Singleton: Leadership is being constant to something greater than yourself

Bobby Singleton

I left Montgomery on Thursday evening fuming. In four weeks, more than 700,000 K-12 students, teachers, nurses and administrators across 138 school districts will venture back into Alabama’s classrooms for the first time since COVID-19 stopped our education system in its tracks.

In the four months since schools closed in March, the Alabama State Department of Education (DOE) hasn’t developed a single uniform parameter to protect the health of Alabama’s teachers and students this fall – not one. On Thursday, I learned that they don’t intend to.

The DOE released a so-called “roadmap” to reopening schools. It’s a 45-page document that has no provisions for testing or contact tracing. No criteria for determining the best time for school districts to open. No statewide plan for distance learning in the event schools are forced to close again. No substantive direction. The document is nothing more than a series of colorful graphics and suggestions, void of the leadership required by this crisis.
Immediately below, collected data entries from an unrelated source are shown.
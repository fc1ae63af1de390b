//! Rule-file parsing and longest-prefix path matching.
//!
//! A rule-file maps local directory scopes to repository path prefixes, one
//! `scopeRoot=repositoryPrefix` rule per line. `.` denotes the rule-file's
//! own directory; relative scope roots are anchored to it as well. Matching
//! is longest-scope-root-wins over the canonical, forward-slash-normalized
//! absolute path of the file.
//!
//! Normalization policy (applied uniformly): forward slashes, surrounding
//! whitespace and trailing slashes trimmed, case-sensitive comparison.

use std::fs;
use std::io;
use std::path::{Path, PathBuf};

use tracing::debug;

use crate::core::errors::RuleError;

/// File name of a per-directory rule-file.
pub const RULE_FILE_NAME: &str = ".preflight-mappings";

/// One `scopeRoot=repositoryPrefix` rule, scope root already canonical.
#[derive(Debug, Clone)]
struct MappingRule {
    /// Normalized absolute path of the scope root.
    scope_root: String,
    /// Repository prefix, trailing slashes stripped.
    prefix: String,
}

/// The repository path a local file resolved to.
#[derive(Debug, Clone, PartialEq, Eq)]
pub struct MappingResult {
    pub repository_path: String,
}

/// A parsed rule-file. Loading is all-or-nothing: any malformed line fails
/// the whole file.
#[derive(Debug)]
pub struct RuleFile {
    origin: PathBuf,
    /// Sorted by scope-root length, longest first, so the first prefix hit
    /// is the longest match. Scope roots are unique within one file.
    rules: Vec<MappingRule>,
}

impl RuleFile {
    pub fn load(path: &Path) -> Result<Self, RuleError> {
        let origin = path.to_path_buf();
        let text = fs::read_to_string(path).map_err(|source| RuleError::Unreadable {
            file: origin.clone(),
            source,
        })?;

        let anchor = origin.parent().map(Path::to_path_buf).unwrap_or_default();

        let mut rules = Vec::new();
        for (idx, raw) in text.lines().enumerate() {
            let line_no = idx + 1;
            let line = raw.trim();
            if line.is_empty() || line.starts_with('#') {
                continue;
            }

            let Some((scope, prefix)) = line.split_once('=') else {
                return Err(RuleError::Malformed {
                    file: origin.clone(),
                    line: line_no,
                });
            };
            let scope = scope.trim();
            let prefix = prefix.trim().trim_end_matches('/');
            if scope.is_empty() || prefix.is_empty() {
                return Err(RuleError::Malformed {
                    file: origin.clone(),
                    line: line_no,
                });
            }

            // Relative scope roots (including ".") anchor to the rule-file's
            // own directory, never to the process working directory.
            let scope_path = Path::new(scope);
            let absolute = if scope_path.is_absolute() {
                scope_path.to_path_buf()
            } else {
                anchor.join(scope_path)
            };
            // A scope root that no longer exists stays in the file and simply
            // never matches anything.
            let canonical = match dunce::canonicalize(&absolute) {
                Ok(path) => path,
                Err(err) if err.kind() == io::ErrorKind::NotFound => {
                    debug!(file = %origin.display(), root = scope, "scope root missing on disk");
                    absolute
                }
                Err(source) => {
                    return Err(RuleError::BadScopeRoot {
                        file: origin.clone(),
                        line: line_no,
                        root: scope.to_owned(),
                        source,
                    });
                }
            };

            rules.push(MappingRule {
                scope_root: normalize(&canonical),
                prefix: prefix.to_owned(),
            });
        }

        if rules.is_empty() {
            return Err(RuleError::Empty { file: origin });
        }

        // Longest scope root first; ties impossible, roots are unique keys.
        rules.sort_by(|a, b| {
            b.scope_root
                .len()
                .cmp(&a.scope_root.len())
                .then_with(|| a.scope_root.cmp(&b.scope_root))
        });

        debug!(file = %origin.display(), rules = rules.len(), "loaded rule-file");
        Ok(Self { origin, rules })
    }

    /// Resolves a canonical absolute local path against this file's rules.
    /// Returns `None` when no scope root encloses the file.
    pub fn matching(&self, canonical_local: &Path) -> Option<MappingResult> {
        let file = normalize(canonical_local);
        for rule in &self.rules {
            let relative = if file == rule.scope_root {
                Some("")
            } else {
                file.strip_prefix(&rule.scope_root)
                    .and_then(|rest| rest.strip_prefix('/'))
            };
            if let Some(relative) = relative {
                let repository_path = if relative.is_empty() {
                    rule.prefix.clone()
                } else {
                    format!("{}/{}", rule.prefix, relative)
                };
                return Some(MappingResult { repository_path });
            }
        }
        None
    }

    pub fn origin(&self) -> &Path {
        &self.origin
    }
}

/// Normalizes a path for rule matching: forward slashes only, whitespace
/// and trailing slashes trimmed. Comparison stays case-sensitive.
pub fn normalize(path: &Path) -> String {
    let text = path.to_string_lossy().replace('\\', "/");
    let trimmed = text.trim();
    let stripped = trimmed.trim_end_matches('/');
    if stripped.is_empty() {
        // The filesystem root itself.
        "/".to_owned()
    } else {
        stripped.to_owned()
    }
}

/// Canonicalizes a path, tolerating a missing final component: a file that
/// was deleted locally must still resolve so it can become a `Deleted`
/// patch entry. Fails when the parent directory cannot be resolved.
pub fn canonicalize_allowing_missing(path: &Path) -> io::Result<PathBuf> {
    match dunce::canonicalize(path) {
        Ok(resolved) => Ok(resolved),
        Err(err) if err.kind() == io::ErrorKind::NotFound => {
            let parent = path.parent().filter(|p| !p.as_os_str().is_empty());
            let name = path
                .file_name()
                .ok_or_else(|| io::Error::new(io::ErrorKind::NotFound, "path has no file name"))?;
            match parent {
                Some(parent) => Ok(dunce::canonicalize(parent)?.join(name)),
                None => Ok(dunce::canonicalize(Path::new("."))?.join(name)),
            }
        }
        Err(err) => Err(err),
    }
}

#[cfg(test)]
mod tests {
    use std::fs;

    use tempfile::TempDir;

    use super::*;

    fn rule_file(dir: &Path, contents: &str) -> PathBuf {
        let path = dir.join(RULE_FILE_NAME);
        fs::write(&path, contents).unwrap();
        path
    }

    #[test]
    fn maps_file_under_dot_scope() {
        let tmp = TempDir::new().unwrap();
        let path = rule_file(tmp.path(), ".=//depo/test/\n");
        fs::write(tmp.path().join("1.java"), "x").unwrap();

        let rules = RuleFile::load(&path).unwrap();
        let local = dunce::canonicalize(tmp.path().join("1.java")).unwrap();
        let hit = rules.matching(&local).unwrap();
        assert_eq!(hit.repository_path, "//depo/test/1.java");
    }

    #[test]
    fn longest_prefix_wins() {
        let tmp = TempDir::new().unwrap();
        fs::create_dir_all(tmp.path().join("a/b")).unwrap();
        fs::write(tmp.path().join("a/b/x.rs"), "x").unwrap();
        let path = rule_file(tmp.path(), "a=r1\na/b=r2\n");

        let rules = RuleFile::load(&path).unwrap();
        let local = dunce::canonicalize(tmp.path().join("a/b/x.rs")).unwrap();
        let hit = rules.matching(&local).unwrap();
        assert_eq!(hit.repository_path, "r2/x.rs");
    }

    #[test]
    fn prefix_trailing_slash_is_stripped() {
        let tmp = TempDir::new().unwrap();
        let path = rule_file(tmp.path(), ".=//root/sub///\n");
        fs::write(tmp.path().join("f"), "x").unwrap();

        let rules = RuleFile::load(&path).unwrap();
        let local = dunce::canonicalize(tmp.path().join("f")).unwrap();
        assert_eq!(
            rules.matching(&local).unwrap().repository_path,
            "//root/sub/f"
        );
    }

    #[test]
    fn sibling_directory_does_not_match() {
        let tmp = TempDir::new().unwrap();
        // "ab" must not match a scope root of "a" even though it shares the
        // string prefix.
        fs::create_dir_all(tmp.path().join("a")).unwrap();
        fs::create_dir_all(tmp.path().join("ab")).unwrap();
        fs::write(tmp.path().join("ab/f"), "x").unwrap();
        let path = rule_file(tmp.path(), "a=//r\n");

        let rules = RuleFile::load(&path).unwrap();
        let local = dunce::canonicalize(tmp.path().join("ab/f")).unwrap();
        assert!(rules.matching(&local).is_none());
    }

    #[test]
    fn missing_scope_root_loads_but_never_matches() {
        let tmp = TempDir::new().unwrap();
        fs::write(tmp.path().join("f"), "x").unwrap();
        let path = rule_file(tmp.path(), "gone=//stale\n.=//live\n");

        let rules = RuleFile::load(&path).unwrap();
        let local = dunce::canonicalize(tmp.path().join("f")).unwrap();
        assert_eq!(rules.matching(&local).unwrap().repository_path, "//live/f");
    }

    #[test]
    fn malformed_line_fails_whole_file() {
        let tmp = TempDir::new().unwrap();
        let path = rule_file(tmp.path(), ".=//ok\nnot-a-rule\n");
        let err = RuleFile::load(&path).unwrap_err();
        assert!(matches!(err, RuleError::Malformed { line: 2, .. }));
    }

    #[test]
    fn empty_sides_are_malformed() {
        let tmp = TempDir::new().unwrap();
        let path = rule_file(tmp.path(), "=//prefix\n");
        assert!(matches!(
            RuleFile::load(&path).unwrap_err(),
            RuleError::Malformed { line: 1, .. }
        ));

        let path = rule_file(tmp.path(), ".=\n");
        assert!(matches!(
            RuleFile::load(&path).unwrap_err(),
            RuleError::Malformed { line: 1, .. }
        ));
    }

    #[test]
    fn empty_file_is_an_error() {
        let tmp = TempDir::new().unwrap();
        let path = rule_file(tmp.path(), "\n# just a comment\n");
        assert!(matches!(
            RuleFile::load(&path).unwrap_err(),
            RuleError::Empty { .. }
        ));
    }

    #[test]
    fn relative_scope_anchors_to_rule_file_directory() {
        let tmp = TempDir::new().unwrap();
        fs::create_dir_all(tmp.path().join("sub")).unwrap();
        fs::write(tmp.path().join("sub/f.txt"), "x").unwrap();
        let path = rule_file(tmp.path(), "sub=//mapped\n");

        let rules = RuleFile::load(&path).unwrap();
        let local = dunce::canonicalize(tmp.path().join("sub/f.txt")).unwrap();
        assert_eq!(rules.matching(&local).unwrap().repository_path, "//mapped/f.txt");
    }

    #[test]
    fn round_trip_from_scope_root_and_suffix() {
        let tmp = TempDir::new().unwrap();
        fs::create_dir_all(tmp.path().join("src/deep")).unwrap();
        fs::write(tmp.path().join("src/deep/m.rs"), "x").unwrap();
        let path = rule_file(tmp.path(), ".=//depo/proj\n");

        let rules = RuleFile::load(&path).unwrap();
        let local = dunce::canonicalize(tmp.path().join("src/deep/m.rs")).unwrap();
        let mapped = rules.matching(&local).unwrap().repository_path;

        // Reconstruct the local path from the scope root plus the mapped
        // suffix; it must land on the same file.
        let suffix = mapped.strip_prefix("//depo/proj/").unwrap();
        let rebuilt = dunce::canonicalize(tmp.path().join(suffix)).unwrap();
        assert_eq!(rebuilt, local);
    }

    #[test]
    fn lenient_canonicalize_keeps_missing_leaf() {
        let tmp = TempDir::new().unwrap();
        let missing = tmp.path().join("gone.txt");
        let resolved = canonicalize_allowing_missing(&missing).unwrap();
        assert_eq!(
            resolved,
            dunce::canonicalize(tmp.path()).unwrap().join("gone.txt")
        );

        let hopeless = tmp.path().join("no-such-dir/gone.txt");
        assert!(canonicalize_allowing_missing(&hopeless).is_err());
    }
}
This isn’t a case of reasonable minds disagreeing. It’s not even debatable. The DOE plan is woefully inadequate and it comes at a time when the state is setting new records for COVID-19 cases with each passing day. I left Montgomery angry because our school administrators and teachers, our parents and our children deserve so much better. I was anxious because I don’t want to see our schools become incubators for this virus, and I don’t want to ever see the day when children are the new face of COVID-19 in Alabama.

But I know problems are rarely solved in anger. So, I started focusing on solutions. In a time when nearly everything in our country is politicized, the wisdom that stood out to me the most was from the late Republican U.S. Senator John McCain. “Glory belongs to the act of being constant to something greater than yourself, to a cause, to your principles, to the people on whom you rely and who rely on you,” he said.

With all the fear, uncertainty and loss COVID-19 has caused, we now have the opportunity to change the landscape of public education in Alabama – for now and the future. This is about a cause greater than any single individual.

The Alabama School Nurses Association has proposed the Safely Opening Schools (SOS) Program. It’s an aggressive, proactive plan focused on health equity – ensuring each and every Alabama school is equipped to implement health measures to keep our teachers and students safe. It includes three primary components.

1. Building nurses stations/isolation rooms at every single school in Alabama at a cost just under $50,000 per building.

2. Purchasing testing machines and supplies for every school in Alabama that is projected to result in more than 500,000 tests in nine months.

3. Hiring approximately 300 nurses for the schools around the state that are currently without one, with their salaries guaranteed for two years.

The SOS program is a strong plan, and I join my colleagues from across the aisle, Senators Jabo Waggoner and Jim McClendon, in supporting it. We’ve asked Governor Ivey to fund the majority of the program’s $150 million price tag out of Alabama’s $1.8 billion federal CARES Act allocation. We believe the remaining expenses could be covered by various grants, at no cost to Alabama’s taxpayers.

This is about our principles. For far too many Alabama students, school is the first and only checkpoint for signs of distress like physical abuse, poor nutrition, and mental and physical health issues. The return on this investment will extend well beyond this current health crisis. We have the opportunity for every school in the state – EVERY SINGLE SCHOOL – to have a cutting-edge nurse’s station, with state-of-the-art testing equipment and a full-time school nurse. Without this program, all students are at increased risk. That risk is disproportionately high for students in underserved and historically marginalized districts.

This is only the tip of the iceberg. We also have to address other educational inequities like access to technology, broadband and learning support. For most of the counties in my district, the percentage of families with broadband in their home is in the single digits. Our commitment to mitigating these impacts and providing an equitable system of public education must be unwavering. We can’t afford to have a wait-and-see attitude. We have to make prudent decisions and we have to make them now.

The leadership should be coming from the DOE, but instead, they’ve opted to pass the baton to local school districts. If the DOE is not up to the job, then the onus is on the rest of us to protect Alabama’s children, and the parents and teachers committed to educating them. In a time where so many things divide us, glory belongs to the act of being constant to the people on whom you rely, and who rely on you.